Industrial Control System (ICS) Cybersecurity is the prevention of (intentional or unintentional) interference with the proper operation of industrial automation and control systems. These control systems manage essential services including electricity, petroleum production, water, transportation, manufacturing, and communications. They rely on computers, networks, operating systems, applications, and programmable controllers, each of which could contain security vulnerabilities. The 2010 discovery of the Stuxnet worm demonstrated the vulnerability of these systems to cyber incidents.

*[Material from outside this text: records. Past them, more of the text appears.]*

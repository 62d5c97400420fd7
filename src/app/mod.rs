//! Application shell for SineScope.
//!
//! Split into focused sub-modules:
//!
//! | Sub-module   | Responsibility |
//! | ------------ | -------------- |
//! | [`update`]   | Per-frame pass: controller drain, parameter snapshot, canvas drawing, repaint tick |
//! | [`controls`] | The parameter slider panel, reset, formula readout, observation note |
//! | [`run`]      | Top-level `run_sinescope()` entry points |

mod controls;
mod run;
mod update;

pub use run::{run_sinescope, run_sinescope_with_controller};

use crate::config::{FeatureFlags, SineScopeConfig};
use crate::controllers::{ParamRequest, ParamsController};
use crate::params::{ParamField, SineParams};
use crate::theme::WaveTheme;

/// The SineScope eframe application.
///
/// Owns the parameter state and the view configuration; all rendering state
/// (viewport, layouts) is rebuilt from the measured canvas every frame.
pub struct SineScopeApp {
    /// Current sinusoid parameters. Snapshotted once per frame.
    pub(crate) params: SineParams,
    /// Which parameter the user touched last; selects the observation note.
    pub(crate) last_changed: Option<ParamField>,
    /// View feature toggles.
    pub(crate) features: FeatureFlags,
    /// Canvas colors.
    pub(crate) theme: WaveTheme,
    /// Optional headline above the controls.
    pub(crate) headline: Option<String>,
    /// Optional external parameter controller, drained once per frame.
    pub(crate) controller: Option<ParamsController>,
}

impl SineScopeApp {
    /// Create an app from a configuration, without an external controller.
    pub fn new(config: &SineScopeConfig) -> Self {
        Self {
            params: SineParams::default(),
            last_changed: None,
            features: config.features,
            theme: config.theme,
            headline: config.headline.clone(),
            controller: None,
        }
    }

    /// Create an app that additionally drains `controller` each frame.
    pub fn with_controller(config: &SineScopeConfig, controller: ParamsController) -> Self {
        Self {
            controller: Some(controller),
            ..Self::new(config)
        }
    }

    /// Apply all pending controller requests, in order.
    ///
    /// Runs at the top of each frame, before the parameter snapshot, so a
    /// frame never renders a half-applied batch.
    pub(crate) fn apply_controller(&mut self) {
        let Some(ctrl) = &self.controller else {
            return;
        };
        for req in ctrl.drain() {
            match req {
                ParamRequest::Set(field, value) => {
                    if self.params.update(field, value) {
                        self.last_changed = Some(field);
                    }
                }
                ParamRequest::Reset => {
                    self.params.reset();
                    self.last_changed = None;
                }
            }
        }
    }
}
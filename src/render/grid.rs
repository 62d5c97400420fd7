//! Background grid, axes, and X-axis tick marks with symbolic π labels.

use egui::{pos2, Align2, FontId, Painter, Stroke, Vec2};

use crate::config::FeatureFlags;
use crate::pi_ticks;
use crate::theme::WaveTheme;
use crate::viewport::Viewport;

/// Fixed logical-pixel spacing of the horizontal gridlines.
///
/// Vertical gridlines instead follow the π/2 tick grid so they coincide
/// with the X-axis labels.
pub const HORIZONTAL_GRID_STEP: f64 = 50.0;

/// Half-height of an X-axis tick mark, in logical pixels.
const TICK_HALF_LEN: f64 = 5.0;

/// One labeled tick mark on the X axis.
#[derive(Debug, Clone, PartialEq)]
pub struct TickMark {
    /// Pixel-space X of the mark.
    pub x: f64,
    /// Symbolic label, e.g. `"3π/2"`.
    pub label: String,
}

// ─────────────────────────────────────────────────────────────────────────────
// GridLayout
// ─────────────────────────────────────────────────────────────────────────────

/// Geometry of the grid pass, computed without touching the UI.
#[derive(Debug, Clone, PartialEq)]
pub struct GridLayout {
    /// Pixel-space X of each vertical gridline (every visible π/2 multiple,
    /// the origin included).
    pub vertical_lines: Vec<f64>,
    /// Pixel-space Y of each horizontal gridline (fixed 50 px step, phased
    /// through the origin).
    pub horizontal_lines: Vec<f64>,
    /// Y of the X axis (the origin row).
    pub x_axis_y: f64,
    /// X of the Y axis (the origin column).
    pub y_axis_x: f64,
    /// Labeled tick marks along X. The origin (`i = 0`) carries no tick.
    pub ticks: Vec<TickMark>,
    /// Canvas size the layout was computed for.
    pub size: (f64, f64),
}

impl GridLayout {
    /// Compute the grid geometry for `viewport`.
    pub fn compute(viewport: &Viewport) -> Self {
        let indices = pi_ticks::visible_tick_indices(viewport);

        let vertical_lines = indices
            .clone()
            .map(|i| pi_ticks::tick_pixel_x(viewport, i))
            .collect();

        let mut horizontal_lines = Vec::new();
        let mut y = viewport.origin.1 % HORIZONTAL_GRID_STEP;
        while y < viewport.height {
            horizontal_lines.push(y);
            y += HORIZONTAL_GRID_STEP;
        }

        let ticks = indices
            .filter_map(|i| {
                let label = pi_ticks::half_pi_label(i)?;
                Some(TickMark {
                    x: pi_ticks::tick_pixel_x(viewport, i),
                    label,
                })
            })
            .collect();

        Self {
            vertical_lines,
            horizontal_lines,
            x_axis_y: viewport.origin.1,
            y_axis_x: viewport.origin.0,
            ticks,
            size: (viewport.width, viewport.height),
        }
    }

    /// Paint the layout. `offset` is the canvas rect's top-left corner in
    /// screen coordinates.
    pub fn paint(
        &self,
        painter: &Painter,
        offset: Vec2,
        theme: &WaveTheme,
        features: &FeatureFlags,
    ) {
        let (w, h) = self.size;
        let at = |x: f64, y: f64| pos2(x as f32, y as f32) + offset;

        if features.grid {
            let stroke = Stroke::new(1.0, theme.grid);
            for &x in &self.vertical_lines {
                painter.line_segment([at(x, 0.0), at(x, h)], stroke);
            }
            for &y in &self.horizontal_lines {
                painter.line_segment([at(0.0, y), at(w, y)], stroke);
            }
        }

        // Axes sit on top of the grid.
        let axis_stroke = Stroke::new(2.0, theme.axis);
        painter.line_segment([at(0.0, self.x_axis_y), at(w, self.x_axis_y)], axis_stroke);
        painter.line_segment([at(self.y_axis_x, 0.0), at(self.y_axis_x, h)], axis_stroke);

        if features.tick_labels {
            let tick_stroke = Stroke::new(1.0, theme.tick_label);
            for tick in &self.ticks {
                painter.line_segment(
                    [
                        at(tick.x, self.x_axis_y - TICK_HALF_LEN),
                        at(tick.x, self.x_axis_y + TICK_HALF_LEN),
                    ],
                    tick_stroke,
                );
                painter.text(
                    at(tick.x, self.x_axis_y + TICK_HALF_LEN + 3.0),
                    Align2::CENTER_TOP,
                    &tick.label,
                    FontId::monospace(12.0),
                    theme.tick_label,
                );
            }
        }
    }
}
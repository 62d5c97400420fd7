//! Runnable demo: the default SineScope window.

use sinescope::{run_sinescope, SineScopeConfig};

fn main() -> eframe::Result<()> {
    let config = SineScopeConfig {
        headline: Some("y = A sin(ωx + φ) + B".to_string()),
        ..SineScopeConfig::default()
    };
    run_sinescope(config)
}
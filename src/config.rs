//! Configuration for the SineScope application.

use crate::theme::WaveTheme;

// ─────────────────────────────────────────────────────────────────────────────
// Feature flags
// ─────────────────────────────────────────────────────────────────────────────

/// Toggle individual view features on or off.
///
/// All features default to `true`. Disabling any subset still animates the
/// parametrized curve itself — a partial UI degrades one visual feature at
/// a time, never the whole view.
#[derive(Clone, Copy, Debug)]
pub struct FeatureFlags {
    /// Faint background gridlines.
    pub grid: bool,
    /// Symbolic π/2 tick marks and labels on the X axis.
    pub tick_labels: bool,
    /// The fixed `y = sin(x)` reference curve.
    pub reference_curve: bool,
    /// Dashed center line at `y = B`.
    pub center_line: bool,
    /// Amplitude annotation at the nearest visible peak.
    pub amplitude_annotation: bool,
    /// The formatted equation readout.
    pub formula: bool,
    /// Per-parameter observation notes under the sliders.
    pub observations: bool,
    /// The whole controls side panel.
    pub controls: bool,
}

impl Default for FeatureFlags {
    fn default() -> Self {
        Self {
            grid: true,
            tick_labels: true,
            reference_curve: true,
            center_line: true,
            amplitude_annotation: true,
            formula: true,
            observations: true,
            controls: true,
        }
    }
}

// ─────────────────────────────────────────────────────────────────────────────
// SineScopeConfig
// ─────────────────────────────────────────────────────────────────────────────

/// Top-level configuration for the SineScope view.
pub struct SineScopeConfig {
    /// Native window title.
    pub title: String,
    /// Optional headline rendered above the controls.
    pub headline: Option<String>,
    /// Toggle individual view features on/off.
    pub features: FeatureFlags,
    /// Canvas colors.
    pub theme: WaveTheme,
    /// Optional eframe native-window options.
    pub native_options: Option<eframe::NativeOptions>,
}

impl Default for SineScopeConfig {
    fn default() -> Self {
        Self {
            title: "SineScope".to_string(),
            headline: None,
            features: FeatureFlags::default(),
            theme: WaveTheme::default(),
            native_options: None,
        }
    }
}
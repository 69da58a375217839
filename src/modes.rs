use log::{debug, info};

use crate::cnf::clause::Clause;
use crate::cnf::cnf::Cnf;
use crate::cnf::convert::to_cnf;
use crate::cnf::extract::extract;
use crate::cnf::text::{input_lines, parse_clause_line, to_text};
use crate::error::{Error, Result};
use crate::logic::parser::parse;
use crate::sat::assignment::SatResult;
use crate::solver::SatBackend;

#[derive(Debug, Clone, Copy, PartialEq, Eq)]
pub enum Mode {
    /// BNF sentences in, clause lines out.
    Cnf,
    /// Clause lines in, assignment out.
    Dpll,
    /// BNF sentences in, assignment out.
    Solve,
}

/// Convert every sentence of `text` and concatenate the clauses in input order.
pub fn convert_lines(text: &str) -> Result<Vec<Clause>> {
    let mut out = Vec::new();
    for (line_no, line) in input_lines(text) {
        debug!("converting sentence: {line}");
        let expr = parse(line).map_err(|error| Error::Syntax {
            line: line_no,
            error,
        })?;
        let cnf = to_cnf(expr);
        let clauses = extract(&cnf)
            .map_err(|e| Error::Internal(format!("line {line_no}: {e}")))?;
        for clause in &clauses {
            debug!("result: {clause}");
        }
        out.extend(clauses);
    }
    Ok(out)
}

/// Read clause lines. Every line is validated before any solving starts.
pub fn read_clause_lines(text: &str) -> Result<Vec<Clause>> {
    input_lines(text)
        .into_iter()
        .map(|(line_no, line)| parse_clause_line(line_no, line))
        .collect()
}

pub fn solve_clauses(clauses: &[Clause], backend: &mut dyn SatBackend) -> Result<SatResult> {
    let cnf = Cnf::from_clauses(clauses);
    info!(
        "solving atoms={} clauses={} backend={}",
        cnf.num_vars(),
        cnf.clauses.len(),
        backend.backend_name()
    );
    backend.solve(&cnf)
}

/// Run one mode over the whole input and return the text it prints.
pub fn run(mode: Mode, text: &str, backend: &mut dyn SatBackend) -> Result<String> {
    let out = match mode {
        Mode::Cnf => to_text(&convert_lines(text)?),
        Mode::Dpll => solve_clauses(&read_clause_lines(text)?, backend)?.to_string(),
        Mode::Solve => solve_clauses(&convert_lines(text)?, backend)?.to_string(),
    };
    Ok(out)
}
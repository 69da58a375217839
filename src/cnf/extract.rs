use log::debug;
use thiserror::Error;

use crate::logic::expr::{BinOp, Expr};

use super::clause::{Clause, Literal};

/// Split a CNF expression into clauses, dropping tautologies.
///
/// Conjunctions are split wherever they occur on the outer spine; every
/// conjunct is read as a disjunction of literals. `to_cnf` output always has
/// that shape. Anything else under a disjunction (a connective below `!`, or
/// a conjunction) is not a literal and is returned as an error value.
pub fn extract(cnf: &Expr) -> Result<Vec<Clause>, NotCnf> {
    let mut conjuncts = Vec::new();
    collect(cnf, BinOp::And, &mut conjuncts);

    let mut out = Vec::with_capacity(conjuncts.len());
    for conjunct in conjuncts {
        let mut disjuncts = Vec::new();
        collect(conjunct, BinOp::Or, &mut disjuncts);

        let mut clause = Clause::new();
        for d in disjuncts {
            clause.insert(literal(d)?);
        }
        if clause.is_tautology() {
            debug!("dropped tautological clause: {clause}");
            continue;
        }
        out.push(clause);
    }
    Ok(out)
}

/// The subexpression that stopped clause extraction.
#[derive(Debug, Clone, PartialEq, Eq, Error)]
#[error("'{0}' is not a literal")]
pub struct NotCnf(pub Expr);

fn collect<'a>(expr: &'a Expr, op: BinOp, out: &mut Vec<&'a Expr>) {
    match expr {
        Expr::Binary {
            op: node_op,
            left,
            right,
        } if *node_op == op => {
            collect(left, op, out);
            collect(right, op, out);
        }
        _ => out.push(expr),
    }
}

fn literal(expr: &Expr) -> Result<Literal, NotCnf> {
    match expr {
        Expr::Atom(name) => Ok(Literal::positive(name.clone())),
        Expr::Not(inner) => match &**inner {
            Expr::Atom(name) => Ok(Literal::negative(name.clone())),
            _ => Err(NotCnf(expr.clone())),
        },
        Expr::Binary { .. } => Err(NotCnf(expr.clone())),
    }
}

#[cfg(test)]
mod tests {
    use super::{NotCnf, extract};
    use crate::cnf::convert::to_cnf;
    use crate::logic::parser::parse;

    fn clauses_of(src: &str) -> Vec<String> {
        let cnf = to_cnf(parse(src).expect("parse"));
        extract(&cnf)
            .expect("extract")
            .iter()
            .map(|c| c.to_string())
            .collect()
    }

    #[test]
    fn splits_on_and_then_or() {
        assert_eq!(clauses_of("A <=> B"), vec!["!A B", "!B A"]);
        assert_eq!(clauses_of("P => Q"), vec!["!P Q"]);
        assert_eq!(clauses_of("!P"), vec!["!P"]);
        assert_eq!(clauses_of("a & (b | !c) & d"), vec!["a", "b !c", "d"]);
    }

    #[test]
    fn tautologies_vanish() {
        assert!(clauses_of("A | !A").is_empty());
        assert_eq!(clauses_of("(A | !A) & B"), vec!["B"]);
        assert_eq!(clauses_of("A | A"), vec!["A"]);
    }

    #[test]
    fn rejects_unconverted_input() {
        let e = parse("A | !(B & C)").expect("parse");
        assert!(matches!(extract(&e), Err(NotCnf(_))));
    }
}
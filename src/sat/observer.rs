use log::debug;

/// Receives search events from the DPLL solver. All methods default to no-ops.
pub trait SearchObserver {
    fn unit(&mut self, _atom: &str, _value: bool) {}
    fn pure(&mut self, _atom: &str, _value: bool) {}
    fn guess(&mut self, _atom: &str, _value: bool, _depth: usize) {}
    fn backtrack(&mut self, _atom: &str, _depth: usize) {}
    fn conflict(&mut self, _depth: usize) {}
    fn defaulted(&mut self, _atom: &str) {}
}

impl SearchObserver for () {}

#[derive(Debug, Clone, Copy, Default, PartialEq, Eq)]
pub struct SolverStats {
    pub solve_calls: usize,
    pub decisions: usize,
    pub backtracks: usize,
    pub unit_propagations: usize,
    pub pure_literals: usize,
    pub conflicts: usize,
    pub max_depth: usize,
}

impl SearchObserver for SolverStats {
    fn unit(&mut self, _atom: &str, _value: bool) {
        self.unit_propagations += 1;
    }

    fn pure(&mut self, _atom: &str, _value: bool) {
        self.pure_literals += 1;
    }

    fn guess(&mut self, _atom: &str, _value: bool, depth: usize) {
        self.decisions += 1;
        self.max_depth = self.max_depth.max(depth + 1);
    }

    fn backtrack(&mut self, _atom: &str, _depth: usize) {
        self.backtracks += 1;
    }

    fn conflict(&mut self, _depth: usize) {
        self.conflicts += 1;
    }
}

/// Logs every event at debug level and keeps counters.
#[derive(Debug, Clone, Default)]
pub struct LogObserver {
    pub stats: SolverStats,
}

impl SearchObserver for LogObserver {
    fn unit(&mut self, atom: &str, value: bool) {
        debug!("easy case (unit): {atom}={value}");
        self.stats.unit(atom, value);
    }

    fn pure(&mut self, atom: &str, value: bool) {
        debug!("easy case (pure): {atom}={value}");
        self.stats.pure(atom, value);
    }

    fn guess(&mut self, atom: &str, value: bool, depth: usize) {
        debug!("hard guess at depth {depth}: {atom}={value}");
        self.stats.guess(atom, value, depth);
    }

    fn backtrack(&mut self, atom: &str, depth: usize) {
        debug!("failed hard guess at depth {depth}: try {atom}=false");
        self.stats.backtrack(atom, depth);
    }

    fn conflict(&mut self, depth: usize) {
        debug!("empty clause at depth {depth}");
        self.stats.conflict(depth);
    }

    fn defaulted(&mut self, atom: &str) {
        debug!("unbound default case: {atom}=false");
    }
}
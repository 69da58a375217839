use std::fmt;

use crate::error::SyntaxError;

#[derive(Debug, Clone, PartialEq, Eq)]
pub enum Token {
    Atom(String),
    Not,
    And,
    Or,
    Implies,
    Iff,
    LParen,
    RParen,
}

impl fmt::Display for Token {
    fn fmt(&self, f: &mut fmt::Formatter<'_>) -> fmt::Result {
        match self {
            Token::Atom(name) => write!(f, "{name}"),
            Token::Not => write!(f, "!"),
            Token::And => write!(f, "&"),
            Token::Or => write!(f, "|"),
            Token::Implies => write!(f, "=>"),
            Token::Iff => write!(f, "<=>"),
            Token::LParen => write!(f, "("),
            Token::RParen => write!(f, ")"),
        }
    }
}

/// A token and the 1-based column it starts at.
#[derive(Debug, Clone, PartialEq, Eq)]
pub struct Spanned {
    pub token: Token,
    pub column: usize,
}

pub fn tokenize(line: &str) -> Result<Vec<Spanned>, SyntaxError> {
    let chars = line.chars().collect::<Vec<_>>();
    let mut out = Vec::new();
    let mut i = 0usize;

    while i < chars.len() {
        let c = chars[i];
        let column = i + 1;
        if c.is_whitespace() {
            i += 1;
            continue;
        }

        let (token, width) = match c {
            '!' => (Token::Not, 1),
            '&' => (Token::And, 1),
            '|' => (Token::Or, 1),
            '(' => (Token::LParen, 1),
            ')' => (Token::RParen, 1),
            // multi-char operators win over a lone '<' / '='
            '<' if chars.get(i + 1) == Some(&'=') && chars.get(i + 2) == Some(&'>') => {
                (Token::Iff, 3)
            }
            '=' if chars.get(i + 1) == Some(&'>') => (Token::Implies, 2),
            c if c.is_ascii_alphabetic() => {
                let end = chars[i..]
                    .iter()
                    .position(|ch| !ch.is_ascii_alphanumeric())
                    .map_or(chars.len(), |off| i + off);
                let name = chars[i..end].iter().collect::<String>();
                (Token::Atom(name), end - i)
            }
            ch => return Err(SyntaxError::IllegalChar { ch, column }),
        };
        out.push(Spanned { token, column });
        i += width;
    }

    Ok(out)
}

/// True when `name` would lex as a single atom.
pub fn is_atom_name(name: &str) -> bool {
    let mut chars = name.chars();
    let Some(first) = chars.next() else {
        return false;
    };
    first.is_ascii_alphabetic() && chars.all(|c| c.is_ascii_alphanumeric())
}

#[cfg(test)]
mod tests {
    use super::{Token, is_atom_name, tokenize};
    use crate::error::SyntaxError;

    #[test]
    fn operators_and_atoms() {
        let toks = tokenize("!A1 <=> (b=>C) | d & e")
            .expect("tokenize")
            .into_iter()
            .map(|s| s.token)
            .collect::<Vec<_>>();
        assert_eq!(
            toks,
            vec![
                Token::Not,
                Token::Atom("A1".into()),
                Token::Iff,
                Token::LParen,
                Token::Atom("b".into()),
                Token::Implies,
                Token::Atom("C".into()),
                Token::RParen,
                Token::Or,
                Token::Atom("d".into()),
                Token::And,
                Token::Atom("e".into()),
            ]
        );
    }

    #[test]
    fn lone_equals_is_illegal() {
        assert_eq!(
            tokenize("A = B"),
            Err(SyntaxError::IllegalChar { ch: '=', column: 3 })
        );
        assert_eq!(
            tokenize("A <= B"),
            Err(SyntaxError::IllegalChar { ch: '<', column: 3 })
        );
        assert!(matches!(
            tokenize("1A"),
            Err(SyntaxError::IllegalChar { ch: '1', column: 1 })
        ));
    }

    #[test]
    fn atom_names() {
        assert!(is_atom_name("P"));
        assert!(is_atom_name("x12"));
        assert!(!is_atom_name("12x"));
        assert!(!is_atom_name(""));
        assert!(!is_atom_name("a_b"));
    }
}
pub mod expr;
pub mod lexer;
pub mod parser;

pub use expr::{BinOp, Expr};
pub use parser::parse;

The United States and other governments have passed cyber-security regulations requiring enhanced  protection for control systems operating critical infrastructure.

Control system security is known by several other names such as SCADA security, PCN security, Industrial network security, Industrial control system (ICS) Cybersecurity, Operational Technology (OT) Security and Control System Cyber Security.

Risks 
Insecurity of, or vulnerabilities inherent in industrial automation and control systems (IACS) can lead to severe consequences in categories such as safety, loss of life, personal injury, environmental impact, lost production, equipment damage, information theft, and company image.
Guidance to assess, evaluate and mitigate these potential risks is provided through the application of many Governmental, regulatory, industry documents and Global Standards, addressed below.

Vulnerability of control systems 
Industrial automation and control systems have become far more vulnerable to security incidents due to the following trends that have occurred over the last 10 to 15 years.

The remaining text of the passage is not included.